No telescope actually takes a picture. What happens is, the light from the black hole travels 55 million light years and then every dish collects a single stream of the light that it sees at the same time.

That’s recorded onto these hard drives. We can’t send that data over the internet because it’s way too big — [the hard drives are] sent on airplanes to a central location, where they’re computationally processed.

But it’s incomplete.

The process of imaging is taking the incomplete information that we get from a couple of places on our virtual telescope, and trying to fill in all the missing information to get the picture an actual Earth-sized telescope would have produced.

That is a hard problem.

(Filipino-Made App Wins Big in NASA)

The series of algorithms which Dr. Bouman spearheaded essentially converted that data into the image we have now. The technical explanation is that “multiple algorithms with different assumptions built into them attempted to recover a photo from the data.” She describes it like this:

There’s an infinite number of possible images that could have been created from the sparse measurements that we took.
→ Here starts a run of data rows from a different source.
//! FILENAME: core/engine/src/value.rs
//! PURPOSE: Scalar values carried by dataset rows, table cells and filter pills.
//! CONTEXT: Values arrive from the query layer as loosely-typed JSON. Strings
//! always stay text; a date is read from one only where a datetime field asks
//! for it (`as_date`). Anything structured is kept as an opaque object.

use chrono::NaiveDate;
use serde::{Deserialize, Serialize};
use std::fmt;

/// A single cell value.
#[derive(Debug, Clone, PartialEq, Serialize, Deserialize, Default)]
#[serde(untagged)]
pub enum FieldValue {
    #[default]
    Null,
    Bool(bool),
    Number(f64),
    Text(String),
    /// Built in code only: JSON strings deserialize as `Text`.
    Date(NaiveDate),
    Object(serde_json::Value),
}

impl FieldValue {
    pub fn text(s: impl Into<String>) -> Self {
        FieldValue::Text(s.into())
    }

    /// Null, or a number that is NaN.
    pub fn is_missing(&self) -> bool {
        match self {
            FieldValue::Null => true,
            FieldValue::Number(n) => n.is_nan(),
            _ => false,
        }
    }

    /// Numeric view of the value. Only real numbers qualify; numeric-looking
    /// text stays text.
    pub fn as_f64(&self) -> Option<f64> {
        match self {
            FieldValue::Number(n) if !n.is_nan() => Some(*n),
            _ => None,
        }
    }

    /// Numeric view that also accepts numeric text. Used when comparing
    /// against user-entered filter values.
    pub fn coerce_f64(&self) -> Option<f64> {
        match self {
            FieldValue::Text(s) => s.trim().parse::<f64>().ok(),
            other => other.as_f64(),
        }
    }

    /// Date view: a date, or ISO `YYYY-MM-DD` text.
    pub fn as_date(&self) -> Option<NaiveDate> {
        match self {
            FieldValue::Date(d) => Some(*d),
            FieldValue::Text(s) => NaiveDate::parse_from_str(s.trim(), "%Y-%m-%d").ok(),
            _ => None,
        }
    }

    pub fn as_str(&self) -> Option<&str> {
        match self {
            FieldValue::Text(s) => Some(s),
            _ => None,
        }
    }

    /// Equality as the dashboard understands it: numbers compare numerically
    /// even when one side is text, everything else by display string.
    pub fn loosely_equals(&self, other: &FieldValue) -> bool {
        if let (Some(a), Some(b)) = (self.coerce_f64(), other.coerce_f64()) {
            return a == b;
        }
        self.to_string() == other.to_string()
    }
}

impl fmt::Display for FieldValue {
    fn fmt(&self, f: &mut fmt::Formatter<'_>) -> fmt::Result {
        match self {
            FieldValue::Null => Ok(()),
            FieldValue::Bool(b) => write!(f, "{}", b),
            FieldValue::Number(n) => write!(f, "{}", n),
            FieldValue::Date(d) => write!(f, "{}", d.format("%Y-%m-%d")),
            FieldValue::Text(s) => f.write_str(s),
            FieldValue::Object(v) => write!(f, "{}", v),
        }
    }
}

impl From<f64> for FieldValue {
    fn from(value: f64) -> Self {
        FieldValue::Number(value)
    }
}

impl From<bool> for FieldValue {
    fn from(value: bool) -> Self {
        FieldValue::Bool(value)
    }
}

impl From<&str> for FieldValue {
    fn from(value: &str) -> Self {
        FieldValue::Text(value.to_string())
    }
}

impl From<String> for FieldValue {
    fn from(value: String) -> Self {
        FieldValue::Text(value)
    }
}

impl From<NaiveDate> for FieldValue {
    fn from(value: NaiveDate) -> Self {
        FieldValue::Date(value)
    }
}

impl<T: Into<FieldValue>> From<Option<T>> for FieldValue {
    fn from(value: Option<T>) -> Self {
        value.map(Into::into).unwrap_or(FieldValue::Null)
    }
}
The goal of imaging is to find the image that not only reconstructs and matches the data that we measured, but also is the one that is most likely.
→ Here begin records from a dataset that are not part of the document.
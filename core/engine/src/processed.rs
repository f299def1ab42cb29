//! FILENAME: core/engine/src/processed.rs
//! PURPOSE: Display-ready projections produced by the widget data processor.
//! CONTEXT: `ProcessedData` is replaced wholesale on every recompute and is
//! matched exhaustively by every consumer, so a new result kind forces a
//! touchpoint in each renderer.

use serde::{Deserialize, Serialize};
use std::collections::{BTreeMap, HashSet};

use crate::error::ModelError;
use crate::pill::Pill;
use crate::value::FieldValue;

/// Separator between ancestor dimension values in a row path.
pub const PATH_DELIMITER: char = '|';

// ============================================================================
// RESULT UNION
// ============================================================================

#[derive(Debug, Clone, PartialEq, Serialize, Deserialize)]
#[serde(tag = "type", rename_all = "lowercase")]
pub enum ProcessedData {
    Table(TableData),
    Chart(ChartData),
    Sankey(SankeyData),
    Kpi(KpiData),
    Heatmap(HeatmapData),
    Loading { message: String },
    #[serde(rename = "nodata")]
    NoData { message: String },
}

impl ProcessedData {
    pub fn loading(message: impl Into<String>) -> Self {
        ProcessedData::Loading {
            message: message.into(),
        }
    }

    pub fn no_data(message: impl Into<String>) -> Self {
        ProcessedData::NoData {
            message: message.into(),
        }
    }

    /// Type tag as it appears on the wire.
    pub fn kind(&self) -> &'static str {
        match self {
            ProcessedData::Table(_) => "table",
            ProcessedData::Chart(_) => "chart",
            ProcessedData::Sankey(_) => "sankey",
            ProcessedData::Kpi(_) => "kpi",
            ProcessedData::Heatmap(_) => "heatmap",
            ProcessedData::Loading { .. } => "loading",
            ProcessedData::NoData { .. } => "nodata",
        }
    }

    /// Message carried by loading / nodata results.
    pub fn message(&self) -> Option<&str> {
        match self {
            ProcessedData::Loading { message } | ProcessedData::NoData { message } => Some(message),
            _ => None,
        }
    }
}

// ============================================================================
// TABLE
// ============================================================================

#[derive(Debug, Clone, PartialEq, Serialize, Deserialize)]
#[serde(rename_all = "camelCase")]
pub struct HeaderCell {
    pub key: String,
    pub label: String,
    #[serde(default = "default_span")]
    pub col_span: u16,
    #[serde(default = "default_span")]
    pub row_span: u16,
    #[serde(default)]
    pub is_measure_group: bool,
}

fn default_span() -> u16 {
    1
}

impl HeaderCell {
    pub fn new(key: impl Into<String>, label: impl Into<String>) -> Self {
        HeaderCell {
            key: key.into(),
            label: label.into(),
            col_span: 1,
            row_span: 1,
            is_measure_group: false,
        }
    }

    pub fn spanning(mut self, col_span: u16, row_span: u16) -> Self {
        self.col_span = col_span.max(1);
        self.row_span = row_span.max(1);
        self
    }

    pub fn measure_group(mut self) -> Self {
        self.is_measure_group = true;
        self
    }
}

#[derive(Debug, Clone, Copy, PartialEq, Eq, Hash, Serialize, Deserialize)]
#[serde(rename_all = "lowercase")]
pub enum RowType {
    Data,
    Subtotal,
    Grandtotal,
}

#[derive(Debug, Clone, PartialEq, Serialize, Deserialize)]
#[serde(rename_all = "camelCase")]
pub struct TableRow {
    #[serde(rename = "type")]
    pub row_type: RowType,
    pub values: BTreeMap<String, FieldValue>,
    #[serde(default, skip_serializing_if = "Option::is_none")]
    pub path: Option<String>,
    #[serde(default)]
    pub level: usize,
    #[serde(default)]
    pub is_expandable: bool,
}

impl TableRow {
    pub fn data(path: Option<&str>, level: usize) -> Self {
        TableRow {
            row_type: RowType::Data,
            values: BTreeMap::new(),
            path: path.map(str::to_string),
            level,
            is_expandable: false,
        }
    }

    pub fn with_value(mut self, key: &str, value: impl Into<FieldValue>) -> Self {
        self.values.insert(key.to_string(), value.into());
        self
    }

    pub fn expandable(mut self) -> Self {
        self.is_expandable = true;
        self
    }

    pub fn of_type(mut self, row_type: RowType) -> Self {
        self.row_type = row_type;
        self
    }

    pub fn value(&self, key: &str) -> &FieldValue {
        static NULL: FieldValue = FieldValue::Null;
        self.values.get(key).unwrap_or(&NULL)
    }
}

#[derive(Debug, Clone, PartialEq, Serialize, Deserialize, Default)]
#[serde(rename_all = "camelCase")]
pub struct TableData {
    pub header_rows: Vec<Vec<HeaderCell>>,
    pub rows: Vec<TableRow>,
    pub column_order: Vec<String>,
}

impl TableData {
    /// Every row path must have its parent (last segment dropped) present
    /// as another row's path, unless the parent is the root.
    pub fn validate_hierarchy(&self) -> Result<(), ModelError> {
        let known: HashSet<&str> = self.rows.iter().filter_map(|r| r.path.as_deref()).collect();
        for path in self.rows.iter().filter_map(|r| r.path.as_deref()) {
            if let Some(parent) = parent_path(path) {
                if !known.contains(parent) {
                    return Err(ModelError::OrphanPath {
                        path: path.to_string(),
                        parent: parent.to_string(),
                    });
                }
            }
        }
        Ok(())
    }
}

/// Parent of a row path, or `None` at the root.
pub fn parent_path(path: &str) -> Option<&str> {
    path.rfind(PATH_DELIMITER).map(|idx| &path[..idx])
}

/// Strict-prefix ancestors of a path, nearest first.
pub fn ancestor_paths(path: &str) -> impl Iterator<Item = &str> {
    let mut current = Some(path);
    std::iter::from_fn(move || {
        let parent = current.and_then(parent_path);
        current = parent;
        parent
    })
}

/// Last segment of a row path (the row's own dimension value).
pub fn path_leaf(path: &str) -> &str {
    path.rsplit(PATH_DELIMITER).next().unwrap_or(path)
}

// ============================================================================
// CHART
// ============================================================================

/// Five-number summary for box plots.
#[derive(Debug, Clone, Copy, PartialEq, Serialize, Deserialize)]
pub struct BoxPlotSummary {
    pub min: f64,
    pub q1: f64,
    pub median: f64,
    pub q3: f64,
    pub max: f64,
}

/// One datum. The shape depends on the chart type.
#[derive(Debug, Clone, PartialEq, Serialize, Deserialize)]
#[serde(untagged)]
pub enum DataPoint {
    Null,
    Number(f64),
    BoxPlot(BoxPlotSummary),
    Bubble { x: f64, y: f64, r: f64 },
    Point { x: f64, y: f64 },
    Named { name: String, value: f64 },
}

impl DataPoint {
    /// Scalar value for single-number encodings.
    pub fn value(&self) -> Option<f64> {
        match self {
            DataPoint::Number(n) if !n.is_nan() => Some(*n),
            DataPoint::Named { value, .. } => Some(*value),
            _ => None,
        }
    }

    pub fn is_null(&self) -> bool {
        matches!(self, DataPoint::Null) || matches!(self, DataPoint::Number(n) if n.is_nan())
    }
}

impl From<f64> for DataPoint {
    fn from(value: f64) -> Self {
        DataPoint::Number(value)
    }
}

impl From<Option<f64>> for DataPoint {
    fn from(value: Option<f64>) -> Self {
        value.map(DataPoint::Number).unwrap_or(DataPoint::Null)
    }
}

/// Explicit axis assignment for dual-axis charts.
#[derive(Debug, Clone, Copy, PartialEq, Eq, Hash, Serialize, Deserialize)]
#[serde(rename_all = "SCREAMING_SNAKE_CASE")]
pub enum AxisRole {
    Primary,
    Secondary,
}

#[derive(Debug, Clone, PartialEq, Serialize, Deserialize)]
#[serde(rename_all = "camelCase")]
pub struct ChartDataset {
    pub label: String,
    pub data: Vec<DataPoint>,
    #[serde(default, skip_serializing_if = "Option::is_none")]
    pub value_pill_name: Option<String>,
    #[serde(default, skip_serializing_if = "Option::is_none")]
    pub axis: Option<AxisRole>,
}

impl ChartDataset {
    pub fn new(label: impl Into<String>, data: Vec<DataPoint>) -> Self {
        ChartDataset {
            label: label.into(),
            data,
            value_pill_name: None,
            axis: None,
        }
    }

    /// Convenience for plain numeric series with gaps.
    pub fn numbers(label: impl Into<String>, data: &[Option<f64>]) -> Self {
        ChartDataset::new(label, data.iter().map(|v| DataPoint::from(*v)).collect())
    }

    pub fn on_axis(mut self, axis: AxisRole) -> Self {
        self.axis = Some(axis);
        self
    }
}

#[derive(Debug, Clone, PartialEq, Serialize, Deserialize, Default)]
#[serde(rename_all = "camelCase")]
pub struct ChartData {
    pub labels: Vec<String>,
    pub datasets: Vec<ChartDataset>,
}

// ============================================================================
// SANKEY, KPI, HEATMAP
// ============================================================================

#[derive(Debug, Clone, PartialEq, Serialize, Deserialize)]
pub struct SankeyNode {
    pub name: String,
}

#[derive(Debug, Clone, PartialEq, Serialize, Deserialize)]
pub struct SankeyLink {
    pub source: String,
    pub target: String,
    pub value: f64,
}

#[derive(Debug, Clone, PartialEq, Serialize, Deserialize, Default)]
pub struct SankeyData {
    pub nodes: Vec<SankeyNode>,
    pub links: Vec<SankeyLink>,
}

#[derive(Debug, Clone, PartialEq, Serialize, Deserialize)]
pub struct KpiValue {
    pub label: String,
    pub value: FieldValue,
    pub formatted: String,
}

#[derive(Debug, Clone, PartialEq, Serialize, Deserialize)]
#[serde(rename_all = "camelCase")]
pub struct KpiData {
    pub primary_value: KpiValue,
    #[serde(default, skip_serializing_if = "Option::is_none")]
    pub secondary_value: Option<KpiValue>,
}

#[derive(Debug, Clone, PartialEq, Serialize, Deserialize, Default)]
#[serde(rename_all = "camelCase")]
pub struct HeatmapData {
    pub row_labels: Vec<String>,
    pub col_labels: Vec<String>,
    pub data: Vec<Vec<Option<f64>>>,
    #[serde(default, skip_serializing_if = "Option::is_none")]
    pub value_pill: Option<Pill>,
}

#[cfg(test)]
mod tests {
    use super::*;

    #[test]
    fn test_parent_and_ancestors() {
        assert_eq!(parent_path("East|Boston|Main St"), Some("East|Boston"));
        assert_eq!(parent_path("East"), None);
        let ancestors: Vec<&str> = ancestor_paths("East|Boston|Main St").collect();
        assert_eq!(ancestors, vec!["East|Boston", "East"]);
        assert_eq!(path_leaf("East|Boston"), "Boston");
    }

    #[test]
    fn test_validate_hierarchy() {
        let mut table = TableData {
            rows: vec![
                TableRow::data(Some("East"), 0).expandable(),
                TableRow::data(Some("East|Boston"), 1),
            ],
            ..Default::default()
        };
        assert!(table.validate_hierarchy().is_ok());

        table.rows.push(TableRow::data(Some("West|Denver"), 1));
        assert!(matches!(
            table.validate_hierarchy(),
            Err(ModelError::OrphanPath { .. })
        ));
    }

    #[test]
    fn test_processed_data_wire_format() {
        let json = r#"{"type": "chart", "labels": ["East", "West"],
            "datasets": [{"label": "Sales", "data": [100, null]}]}"#;
        let data: ProcessedData = serde_json::from_str(json).unwrap();
        match data {
            ProcessedData::Chart(chart) => {
                assert_eq!(chart.labels.len(), 2);
                assert_eq!(chart.datasets[0].data[0], DataPoint::Number(100.0));
                assert!(chart.datasets[0].data[1].is_null());
            }
            other => panic!("unexpected {:?}", other.kind()),
        }

        let nodata: ProcessedData = serde_json::from_str(r#"{"type": "nodata", "message": "x"}"#).unwrap();
        assert_eq!(nodata.kind(), "nodata");
        assert_eq!(nodata.message(), Some("x"));
    }

    #[test]
    fn test_data_point_shapes() {
        let points: Vec<DataPoint> = serde_json::from_str(
            r#"[{"x": 1, "y": 2}, {"x": 1, "y": 2, "r": 3},
                {"min": 1, "q1": 2, "median": 3, "q3": 4, "max": 5},
                {"name": "A", "value": 7}]"#,
        )
        .unwrap();
        assert_eq!(points[0], DataPoint::Point { x: 1.0, y: 2.0 });
        assert_eq!(points[1], DataPoint::Bubble { x: 1.0, y: 2.0, r: 3.0 });
        assert!(matches!(points[2], DataPoint::BoxPlot(_)));
        assert_eq!(points[3].value(), Some(7.0));
    }
}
We have to impose some information about what the image should look like in order to recover that image. Some stuff that we impose is natural and easy — we know that light is positive. You can’t have negative light.

Other things we might impose would be how smooth the image is. You wouldn’t expect an image of a black hole to look like the white noise you get when you pull a cable out of your television.

You really don’t want to accidentally tell our imaging algorithms that, for example, “Oh, what is likely is this ring shape,” because then we just recover that ring back, and we’ve learned nothing.

To avoid shared bias, we split ourselves into four different teams that had different focuses and different kinds of algorithms. We worked separately for a month, not talking to each other about anything.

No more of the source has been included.